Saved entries

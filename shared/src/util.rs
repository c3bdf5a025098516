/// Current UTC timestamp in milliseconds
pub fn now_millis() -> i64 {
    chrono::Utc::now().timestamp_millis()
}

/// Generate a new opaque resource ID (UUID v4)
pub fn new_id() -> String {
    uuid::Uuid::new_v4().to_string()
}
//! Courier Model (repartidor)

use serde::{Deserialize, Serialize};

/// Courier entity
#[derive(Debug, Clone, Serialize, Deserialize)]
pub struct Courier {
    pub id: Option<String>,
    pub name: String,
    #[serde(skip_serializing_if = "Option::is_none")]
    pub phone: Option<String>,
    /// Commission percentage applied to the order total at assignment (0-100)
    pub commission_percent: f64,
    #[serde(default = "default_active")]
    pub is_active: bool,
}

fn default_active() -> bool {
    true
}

» Exercise directions: What number of lines in the records hold the word "Option"? Reply with that number alone.

» Response area: 3